According to an embodiment of the method according to the invention for monitoring a sensor N, at least one second sensor signal S of at least one individual further sensor M, which is detected for detecting a collision, is evaluated_MTo identify a malfunction of the sensor N, wherein the sensor N detects at least one physical quantity related to a collision and outputs a corresponding at least one first sensor signal S_NWherein the at least one first sensor signal S_NIs evaluated for identifying a collision. Here, if based on the first sensor signal S_NHas a high signal value above a predetermined first threshold value Thd det and is based on at least one second sensor signal S of the other sensor M_MHas a low signal value below a predetermined second threshold value Thd drive, a malfunction of the sensor N is identified. Additionally or alternatively, if the deviation function f (S) is generated by the first comparison signal and the second comparison signal_N,{S_M}) exceeds a predetermined third threshold value Thd, a malfunction of the sensor N is identified.

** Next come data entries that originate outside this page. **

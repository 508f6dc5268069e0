//! ShopDash single-page admin client
//!
//! A Yew application with a login view, a dashboard and a products view.
//! Protected routes sit behind a navigation guard that validates the stored
//! bearer token and its expiry record before rendering.

pub mod app;
pub mod auth;
pub mod client;
pub mod client_wrapper;
pub mod components;
pub mod config;
pub mod logging;
pub mod router;
pub mod services;
pub mod views;

pub use app::App;
pub use auth::AuthContext;
pub use client::{create_authenticated_client, create_public_client};
pub use config::AppConfig;
pub use router::Route;
//! Product catalogue service

use crate::client::{create_authenticated_client, ClientError};
use crate::client_wrapper::WrappedAuthClient;
use shopdash_http::types::{Product, ProductInput, ProductListResponse};

#[derive(Clone)]
pub struct ProductService;

impl ProductService {
    pub fn new() -> Self {
        Self
    }

    fn client(&self) -> Result<WrappedAuthClient, ClientError> {
        create_authenticated_client()?
            .ok_or_else(|| ClientError::Configuration("Not authenticated".into()))
    }

    /// List products, filtered by `search` when it is non-empty
    pub async fn list(&self, search: Option<String>) -> Result<ProductListResponse, ClientError> {
        self.client()?.list_products(search.as_deref()).await
    }

    pub async fn get(&self, id: &str) -> Result<Product, ClientError> {
        self.client()?.get_product(id).await
    }

    pub async fn create(&self, input: ProductInput) -> Result<Product, ClientError> {
        validate(&input)?;
        self.client()?.create_product(&input).await
    }

    pub async fn update(&self, id: &str, input: ProductInput) -> Result<Product, ClientError> {
        validate(&input)?;
        self.client()?.update_product(id, &input).await
    }

    pub async fn delete(&self, id: &str) -> Result<(), ClientError> {
        self.client()?.delete_product(id).await
    }
}

impl Default for ProductService {
    fn default() -> Self {
        Self::new()
    }
}

/// Reject obviously invalid input before it reaches the API
fn validate(input: &ProductInput) -> Result<(), ClientError> {
    if input.name.trim().is_empty() {
        return Err(ClientError::BadRequest("Product name is required".into()));
    }
    if !input.price.is_finite() || input.price < 0.0 {
        return Err(ClientError::BadRequest(
            "Price must be a non-negative number".into(),
        ));
    }
    Ok(())
}
//! Products view: searchable list with create and delete

use crate::components::{NavBar, Spinner};
use crate::services::ProductService;
use shopdash_http::types::{Product, ProductInput};
use std::rc::Rc;
use web_sys::HtmlInputElement;
use yew::prelude::*;

#[derive(Clone, Default, PartialEq)]
struct ProductForm {
    name: String,
    description: String,
    price: String,
    stock: String,
}

impl ProductForm {
    fn to_input(&self) -> Result<ProductInput, String> {
        let price = self
            .price
            .trim()
            .parse::<f64>()
            .map_err(|_| "Price must be a number".to_string())?;
        let stock = match self.stock.trim() {
            "" => 0,
            raw => raw
                .parse::<u32>()
                .map_err(|_| "Stock must be a whole number".to_string())?,
        };
        let description = Some(self.description.trim())
            .filter(|d| !d.is_empty())
            .map(str::to_string);

        Ok(ProductInput {
            name: self.name.trim().to_string(),
            description,
            price,
            stock,
        })
    }
}

fn on_field(
    form: &UseStateHandle<ProductForm>,
    set: fn(&mut ProductForm, String),
) -> Callback<InputEvent> {
    let form = form.clone();
    Callback::from(move |e: InputEvent| {
        let input: HtmlInputElement = e.target_unchecked_into();
        let mut next = (*form).clone();
        set(&mut next, input.value());
        form.set(next);
    })
}

/// Numbers list requests so a slow response cannot overwrite a newer one
#[derive(Debug, Default)]
struct RequestTracker {
    latest: u64,
}

impl RequestTracker {
    fn begin(&mut self) -> u64 {
        self.latest += 1;
        self.latest
    }

    fn is_current(&self, ticket: u64) -> bool {
        ticket == self.latest
    }
}

/// Bumped to force a reload after mutations
#[derive(Debug, Default, PartialEq)]
struct Revision(u32);

impl Reducible for Revision {
    type Action = ();

    fn reduce(self: Rc<Self>, _: ()) -> Rc<Self> {
        Rc::new(Self(self.0.wrapping_add(1)))
    }
}

#[function_component(ProductsView)]
pub fn products_view() -> Html {
    let products = use_state(|| Option::<Vec<Product>>::None);
    let total = use_state(|| 0usize);
    let search = use_state(String::new);
    let error = use_state(|| Option::<String>::None);
    let form = use_state(ProductForm::default);
    let revision = use_reducer(Revision::default);
    let requests = use_mut_ref(RequestTracker::default);

    {
        let products = products.clone();
        let total = total.clone();
        let error = error.clone();
        use_effect_with(((*search).clone(), revision.0), move |(search, _)| {
            let search = Some(search.clone()).filter(|s| !s.trim().is_empty());
            let ticket = requests.borrow_mut().begin();
            wasm_bindgen_futures::spawn_local(async move {
                let result = ProductService::new().list(search).await;
                if !requests.borrow().is_current(ticket) {
                    tracing::debug!(ticket, "Dropping superseded product list response");
                    return;
                }
                match result {
                    Ok(list) => {
                        total.set(list.total);
                        products.set(Some(list.products));
                        error.set(None);
                    }
                    Err(e) => {
                        tracing::error!("Failed to load products: {e}");
                        error.set(Some(e.to_string()));
                        products.set(Some(Vec::new()));
                    }
                }
            });
        });
    }

    let on_search = {
        let search = search.clone();
        Callback::from(move |e: InputEvent| {
            let input: HtmlInputElement = e.target_unchecked_into();
            search.set(input.value());
        })
    };

    let on_create = {
        let form = form.clone();
        let error = error.clone();
        let revision = revision.clone();
        Callback::from(move |e: SubmitEvent| {
            e.prevent_default();
            let input = match form.to_input() {
                Ok(input) => input,
                Err(message) => {
                    error.set(Some(message));
                    return;
                }
            };

            let form = form.clone();
            let error = error.clone();
            let revision = revision.clone();
            wasm_bindgen_futures::spawn_local(async move {
                match ProductService::new().create(input).await {
                    Ok(product) => {
                        tracing::info!(id = %product.id, "Product created");
                        form.set(ProductForm::default());
                        error.set(None);
                        revision.dispatch(());
                    }
                    Err(e) => error.set(Some(e.to_string())),
                }
            });
        })
    };

    let on_delete = {
        let error = error.clone();
        let revision = revision.clone();
        Callback::from(move |id: String| {
            let error = error.clone();
            let revision = revision.clone();
            wasm_bindgen_futures::spawn_local(async move {
                match ProductService::new().delete(&id).await {
                    Ok(()) => {
                        tracing::info!(%id, "Product deleted");
                        revision.dispatch(());
                    }
                    Err(e) => error.set(Some(e.to_string())),
                }
            });
        })
    };

    let list = match &*products {
        None => html! { <Spinner text={Some("Loading products...".to_string())} /> },
        Some(items) if items.is_empty() => html! {
            <p class="text-gray-500 p-6 text-center">{"No products found."}</p>
        },
        Some(items) => html! {
            <table class="w-full text-left">
                <thead class="bg-gray-50 text-sm text-gray-500">
                    <tr>
                        <th class="p-3">{"Name"}</th>
                        <th class="p-3">{"Price"}</th>
                        <th class="p-3">{"Stock"}</th>
                        <th class="p-3"></th>
                    </tr>
                </thead>
                <tbody>
                    { for items.iter().map(|product| {
                        let id = product.id.clone();
                        let on_delete = on_delete.reform(move |_: MouseEvent| id.clone());
                        html! {
                            <tr key={product.id.clone()} class="border-t border-gray-100">
                                <td class="p-3">
                                    <div class="font-medium text-gray-900">{&product.name}</div>
                                    if let Some(description) = &product.description {
                                        <div class="text-sm text-gray-500">{description}</div>
                                    }
                                </td>
                                <td class="p-3">{format!("{:.2}", product.price)}</td>
                                <td class="p-3">{product.stock.to_string()}</td>
                                <td class="p-3 text-right">
                                    <button onclick={on_delete} class="text-sm text-red-600 hover:underline">{"Delete"}</button>
                                </td>
                            </tr>
                        }
                    }) }
                </tbody>
            </table>
        },
    };

    html! {
        <div class="min-h-screen bg-gray-100">
            <NavBar />
            <main class="max-w-7xl mx-auto px-4 py-8 space-y-6">
                <div class="flex justify-between items-center">
                    <h2 class="text-2xl font-bold text-gray-900">{format!("Products ({})", *total)}</h2>
                    <input
                        type="search"
                        placeholder="Search products"
                        value={(*search).clone()}
                        oninput={on_search}
                        class="px-3 py-2 border border-gray-300 rounded-lg"
                    />
                </div>

                if let Some(error) = &*error {
                    <div class="p-3 bg-red-50 text-red-700 rounded text-sm">{error}</div>
                }

                <form onsubmit={on_create} class="bg-white rounded-lg shadow p-4 grid grid-cols-1 md:grid-cols-5 gap-3">
                    <input placeholder="Name" value={form.name.clone()}
                        oninput={on_field(&form, |f, v| f.name = v)}
                        class="px-3 py-2 border border-gray-300 rounded-lg" />
                    <input placeholder="Description" value={form.description.clone()}
                        oninput={on_field(&form, |f, v| f.description = v)}
                        class="px-3 py-2 border border-gray-300 rounded-lg" />
                    <input placeholder="Price" inputmode="decimal" value={form.price.clone()}
                        oninput={on_field(&form, |f, v| f.price = v)}
                        class="px-3 py-2 border border-gray-300 rounded-lg" />
                    <input placeholder="Stock" inputmode="numeric" value={form.stock.clone()}
                        oninput={on_field(&form, |f, v| f.stock = v)}
                        class="px-3 py-2 border border-gray-300 rounded-lg" />
                    <button type="submit" class="bg-blue-600 hover:bg-blue-700 text-white font-medium rounded-lg">
                        {"Add product"}
                    </button>
                </form>

                <div class="bg-white rounded-lg shadow overflow-hidden">
                    {list}
                </div>
            </main>
        </div>
    }
}

#[cfg(test)]
mod tests {
    use super::*;

    fn form(name: &str, price: &str, stock: &str) -> ProductForm {
        ProductForm {
            name: name.into(),
            description: "  ".into(),
            price: price.into(),
            stock: stock.into(),
        }
    }

    #[test]
    fn parses_form_fields() {
        let input = form(" Widget ", "2.50", "").to_input().unwrap();
        assert_eq!(input.name, "Widget");
        assert_eq!(input.price, 2.5);
        assert_eq!(input.stock, 0);
        assert_eq!(input.description, None);
    }

    #[test]
    fn rejects_unparseable_numbers() {
        assert!(form("Widget", "cheap", "1").to_input().is_err());
        assert!(form("Widget", "1", "-3").to_input().is_err());
    }

    #[test]
    fn only_latest_request_is_current() {
        let mut tracker = RequestTracker::default();
        let first = tracker.begin();
        let second = tracker.begin();

        assert!(!tracker.is_current(first));
        assert!(tracker.is_current(second));
    }

    #[test]
    fn revision_bumps_from_latest_state() {
        let revision = Rc::new(Revision::default());
        let revision = revision.reduce(()).reduce(());
        assert_eq!(*revision, Revision(2));

        let wrapped = Rc::new(Revision(u32::MAX)).reduce(());
        assert_eq!(*wrapped, Revision(0));
    }
}
//! Message deframing.
//!
//! Messages are length-prefixed on the wire:
//! - 1 byte: compressed flag (0 = uncompressed, 1 = compressed)
//! - 4 bytes: message length (big-endian u32)
//! - N bytes: message payload
//!
//! DATA frames carry arbitrary slices of this sequence; the deframer
//! reassembles message boundaries across frame boundaries. Emission can be
//! paused while a completion signal is outstanding, so that header delivery
//! and application backpressure gate buffered messages.

use bytes::{Buf, Bytes, BytesMut};
use std::io;

/// Size of the message header (1 byte flag + 4 bytes length).
pub const HEADER_SIZE: usize = 5;

/// Maximum message size (4MB, the conventional gRPC default).
pub const MAX_MESSAGE_SIZE: usize = 4 * 1024 * 1024;

/// Incremental message-boundary recovery over a stream of opaque buffers.
#[derive(Debug, Default)]
pub struct MessageDeframer {
    buffer: BytesMut,
    paused: bool,
    end_of_stream: bool,
    closed: bool,
}

impl MessageDeframer {
    /// Create a new deframer.
    pub fn new() -> Self {
        Self {
            buffer: BytesMut::with_capacity(4096),
            paused: false,
            end_of_stream: false,
            closed: false,
        }
    }

    /// Feed an inbound buffer. `end_of_stream` marks the final buffer; an
    /// empty buffer with `end_of_stream` set flushes the pipeline.
    pub fn deframe(&mut self, data: &[u8], end_of_stream: bool) {
        if self.closed {
            return;
        }
        self.buffer.extend_from_slice(data);
        if end_of_stream {
            self.end_of_stream = true;
        }
    }

    /// Suspend message emission until [`resume`](Self::resume).
    pub fn pause(&mut self) {
        self.paused = true;
    }

    /// Resume message emission.
    pub fn resume(&mut self) {
        self.paused = false;
    }

    /// Whether emission is currently suspended.
    pub fn is_paused(&self) -> bool {
        self.paused
    }

    /// Try to extract the next complete message.
    ///
    /// Returns `Ok(None)` when paused, closed, or when more data is needed.
    /// Returns `Err` when the peer announces a message larger than
    /// [`MAX_MESSAGE_SIZE`].
    pub fn next_message(&mut self) -> io::Result<Option<Bytes>> {
        if self.paused || self.closed || self.buffer.len() < HEADER_SIZE {
            return Ok(None);
        }

        let length = u32::from_be_bytes([
            self.buffer[1],
            self.buffer[2],
            self.buffer[3],
            self.buffer[4],
        ]) as usize;

        if length > MAX_MESSAGE_SIZE {
            return Err(io::Error::new(
                io::ErrorKind::InvalidData,
                format!("message too large: {} bytes", length),
            ));
        }

        if self.buffer.len() < HEADER_SIZE + length {
            return Ok(None);
        }

        self.buffer.advance(HEADER_SIZE);
        Ok(Some(self.buffer.split_to(length).freeze()))
    }

    /// Whether the peer signalled end-of-stream and every buffered byte has
    /// been consumed.
    pub fn end_of_stream_reached(&self) -> bool {
        self.end_of_stream && self.buffer.is_empty()
    }

    /// Whether the peer signalled end-of-stream with a partial message left
    /// in the buffer.
    pub fn end_of_stream_mid_message(&self) -> bool {
        self.end_of_stream && !self.buffer.is_empty()
    }

    /// Stop emitting and drop buffered data. Idempotent.
    pub fn close(&mut self) {
        self.closed = true;
        self.buffer.clear();
    }

    /// Whether the deframer has been closed.
    pub fn is_closed(&self) -> bool {
        self.closed
    }
}

/// Encode a message into wire format with the length prefix.
pub fn encode_message(data: &[u8]) -> Bytes {
    let mut buf = BytesMut::with_capacity(HEADER_SIZE + data.len());
    buf.extend_from_slice(&[0]);
    buf.extend_from_slice(&(data.len() as u32).to_be_bytes());
    buf.extend_from_slice(data);
    buf.freeze()
}
/// Stream error codes carried by RST_STREAM and GOAWAY frames.
///
/// The set is wider than RFC 7540 section 7: it keeps the SPDY-era codes
/// (INVALID_STREAM, UNSUPPORTED_VERSION, STREAM_IN_USE, STREAM_ALREADY_CLOSED,
/// INVALID_CREDENTIALS) because the transport's status mapping distinguishes
/// them. Codes without an HTTP/2 wire value collapse to PROTOCOL_ERROR when
/// encoded.
#[derive(Debug, Clone, Copy, PartialEq, Eq)]
pub enum ErrorCode {
    /// Graceful shutdown.
    NoError,
    /// Protocol error detected.
    ProtocolError,
    /// Frame received for a stream that is not open.
    InvalidStream,
    /// Peer speaks an unsupported protocol version.
    UnsupportedVersion,
    /// Stream identifier already in use.
    StreamInUse,
    /// Frame received for a stream that already closed.
    StreamAlreadyClosed,
    /// Implementation fault.
    InternalError,
    /// Flow control limits exceeded.
    FlowControlError,
    /// Frame received for a half-closed stream.
    StreamClosed,
    /// Frame size incorrect.
    FrameTooLarge,
    /// Stream not processed.
    RefusedStream,
    /// Stream cancelled.
    Cancel,
    /// Compression state not updated.
    CompressionError,
    /// TCP connection error on a CONNECT request.
    ConnectError,
    /// Processing capacity exceeded.
    EnhanceYourCalm,
    /// Negotiated TLS requirements not met.
    InadequateSecurity,
    /// Credentials rejected by the peer.
    InvalidCredentials,
    /// Wire code not recognized by this implementation.
    Unknown,
}
use bytes::Bytes;
use parking_lot::Mutex;
use std::collections::HashMap;
use std::io;
use std::net::{Shutdown, SocketAddr, TcpStream};
use std::sync::{Arc, OnceLock};
use std::thread;
use tracing::{debug, error, warn};

/// Default initial flow-control window (64 KiB, stream and connection).
pub const DEFAULT_INITIAL_WINDOW_SIZE: u32 = 64 * 1024;

/// Unacknowledged-byte threshold that triggers a WINDOW_UPDATE.
pub(crate) const WINDOW_UPDATE_THRESHOLD: u32 = DEFAULT_INITIAL_WINDOW_SIZE / 2;

/// Largest assignable stream id (31 bits).
const MAX_STREAM_ID: u32 = i32::MAX as u32;

/// Transport lifecycle phase.
#[derive(Debug, Clone, Copy, PartialEq, Eq)]
pub enum Phase {
    /// Constructed, not yet started.
    New,
    /// Started; streams may be created.
    Running,
    /// In GOAWAY mode, draining remaining streams.
    Stopping,
    /// Terminated cleanly.
    Stopped,
    /// Terminated by a failure.
    Failed,
}

/// Observer of transport lifecycle transitions.
pub trait TransportListener: Send + Sync {
    /// The transport started and is ready for streams.
    fn transport_started(&self);

    /// The transport reached quiescence and shut down cleanly.
    fn transport_stopped(&self);

    /// The transport failed; all streams were finished with `status`.
    fn transport_failed(&self, status: &Status);
}

/// Errors surfaced by [`Transport::start`].
#[derive(Debug, thiserror::Error)]
pub enum TransportError {
    #[error("transport already started")]
    AlreadyStarted,
    #[error("failed to connect")]
    Connect(#[source] io::Error),
}

struct Lifecycle {
    /// Next client-initiated stream id. Odd, monotonically increasing.
    next_stream_id: u32,
    /// Once set, no new streams are admitted.
    go_away: bool,
    /// Status used to finish streams rejected or aborted due to GOAWAY.
    go_away_status: Option<Status>,
    /// Terminal latch; set at most once.
    stopped: bool,
    phase: Phase,
}

pub(crate) struct TransportCore {
    address: Option<SocketAddr>,
    pub(crate) authority: String,
    codec: Option<Box<dyn Codec>>,
    listener: Box<dyn TransportListener>,
    state: Mutex<Lifecycle>,
    streams: Mutex<HashMap<u32, Arc<ClientStream>>>,
    writer: OnceLock<WriteQueue>,
    /// Reader parked until `start` hands it to the dispatcher (test mode).
    pending_reader: Mutex<Option<Box<dyn FrameReader>>>,
    socket: Mutex<Option<TcpStream>>,
}

/// A client-side RPC transport over a single HTTP/2 connection.
pub struct Transport {
    core: Arc<TransportCore>,
}

impl Transport {
    /// Transport that will dial `address` on [`start`](Self::start).
    pub fn new(
        address: SocketAddr,
        codec: Box<dyn Codec>,
        listener: Box<dyn TransportListener>,
    ) -> Self {
        let authority = format!("{}:{}", address.ip(), address.port());
        Self {
            core: Arc::new(TransportCore {
                address: Some(address),
                authority,
                codec: Some(codec),
                listener,
                state: Mutex::new(Lifecycle::new(3)),
                streams: Mutex::new(HashMap::new()),
                writer: OnceLock::new(),
                pending_reader: Mutex::new(None),
                socket: Mutex::new(None),
            }),
        }
    }

    /// Transport over a preconstructed reader/writer pair with a seeded
    /// stream id, for tests. `start` skips dialing and the preface.
    pub fn new_for_test(
        reader: Box<dyn FrameReader>,
        writer: Box<dyn FrameWriter>,
        next_stream_id: u32,
        listener: Box<dyn TransportListener>,
    ) -> Self {
        let core = Arc::new(TransportCore {
            address: None,
            authority: "test.invalid:80".to_string(),
            codec: None,
            listener,
            state: Mutex::new(Lifecycle::new(next_stream_id)),
            streams: Mutex::new(HashMap::new()),
            writer: OnceLock::new(),
            pending_reader: Mutex::new(Some(reader)),
            socket: Mutex::new(None),
        });
        let queue = WriteQueue::new(writer, abort_hook(&core));
        core.writer.set(queue).ok();
        Self { core }
    }

    /// Dial the peer (unless in test mode), send the connection preface and
    /// initial SETTINGS, and start the inbound dispatcher.
    pub fn start(&self) -> Result<(), TransportError> {
        {
            let mut state = self.core.state.lock();
            if state.phase != Phase::New {
                return Err(TransportError::AlreadyStarted);
            }
            state.phase = Phase::Running;
        }

        let reader = if self.core.address.is_some() {
            match self.dial() {
                Ok(reader) => reader,
                Err(e) => {
                    self.core
                        .on_go_away(0, Status::from_io_error(&e), true);
                    return Err(TransportError::Connect(e));
                }
            }
        } else {
            self.core
                .pending_reader
                .lock()
                .take()
                .expect("test transport has a reader")
        };

        let core = Arc::clone(&self.core);
        thread::Builder::new()
            .name("grpc-transport-reader".to_string())
            .spawn(move || run_dispatcher(core, reader))
            .expect("failed to spawn reader thread");

        debug!(authority = %self.core.authority, "transport started");
        self.core.listener.transport_started();
        Ok(())
    }

    fn dial(&self) -> io::Result<Box<dyn FrameReader>> {
        let address = self.core.address.expect("dialing transport has an address");
        let codec = self.core.codec.as_ref().expect("dialing transport has a codec");

        let socket = TcpStream::connect(address)?;
        let read_half = socket.try_clone()?;
        let write_half = socket.try_clone()?;
        *self.core.socket.lock() = Some(socket);

        let reader = codec.new_reader(Box::new(read_half));
        let writer = codec.new_writer(Box::new(write_half));
        let queue = WriteQueue::new(writer, abort_hook(&self.core));
        self.core.writer.set(queue).ok();

        let writer = self.core.writer();
        writer.connection_preface();
        writer.settings(Settings::default());
        writer.flush();
        Ok(reader)
    }

    /// Open a new stream for `method`.
    ///
    /// The returned stream already carries its terminal status if the
    /// transport is in GOAWAY mode; no frame reaches the wire in that case.
    pub fn new_stream(
        &self,
        method: &MethodDescriptor,
        metadata: &Metadata,
        listener: Box<dyn ClientStreamListener>,
    ) -> Arc<ClientStream> {
        self.core.new_stream(method, metadata, listener)
    }

    /// Begin graceful shutdown: send GOAWAY, refuse new streams, and stop
    /// once every open stream completes. Idempotent.
    pub fn stop(&self) {
        self.core.stop();
    }

    /// Abortive shutdown: finish every stream with a status derived from
    /// `cause` and tear the connection down.
    pub fn abort(&self, cause: io::Error) {
        error!(error = %cause, "transport aborted");
        self.core.on_go_away(0, Status::from_io_error(&cause), true);
    }

    /// Current lifecycle phase.
    pub fn phase(&self) -> Phase {
        self.core.state.lock().phase
    }

    /// Number of streams currently live on the wire.
    pub fn active_streams(&self) -> usize {
        self.core.streams.lock().len()
    }

    /// The `:authority` used for outbound requests.
    pub fn authority(&self) -> &str {
        &self.core.authority
    }
}

fn abort_hook(core: &Arc<TransportCore>) -> ErrorHook {
    let weak = Arc::downgrade(core);
    Arc::new(move |status: Status| {
        if let Some(core) = weak.upgrade() {
            core.on_go_away(0, status, true);
        }
    })
}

As mentioned above, the at least one first comparison signal may correspond to the at least one first sensor signal S_NAnd/or at least one processed first sensor signal g (S)_N) And the at least one second comparison signal may correspond to the at least one second sensor signal S_MAnd/or at least one processed second sensor signal h_M(S_M)。

Here, the first threshold value Thd _ det represents a signal value that is significantly higher than the signal value in the normal driving situation. The second threshold value Thd _ drive defines the upper limit of the signal value range in the normal running condition.

If the second sensor does not verify the signal of the first sensor, embodiments of the present invention identify the faulty sensor as faulty and deactivate the sensor identified as faulty.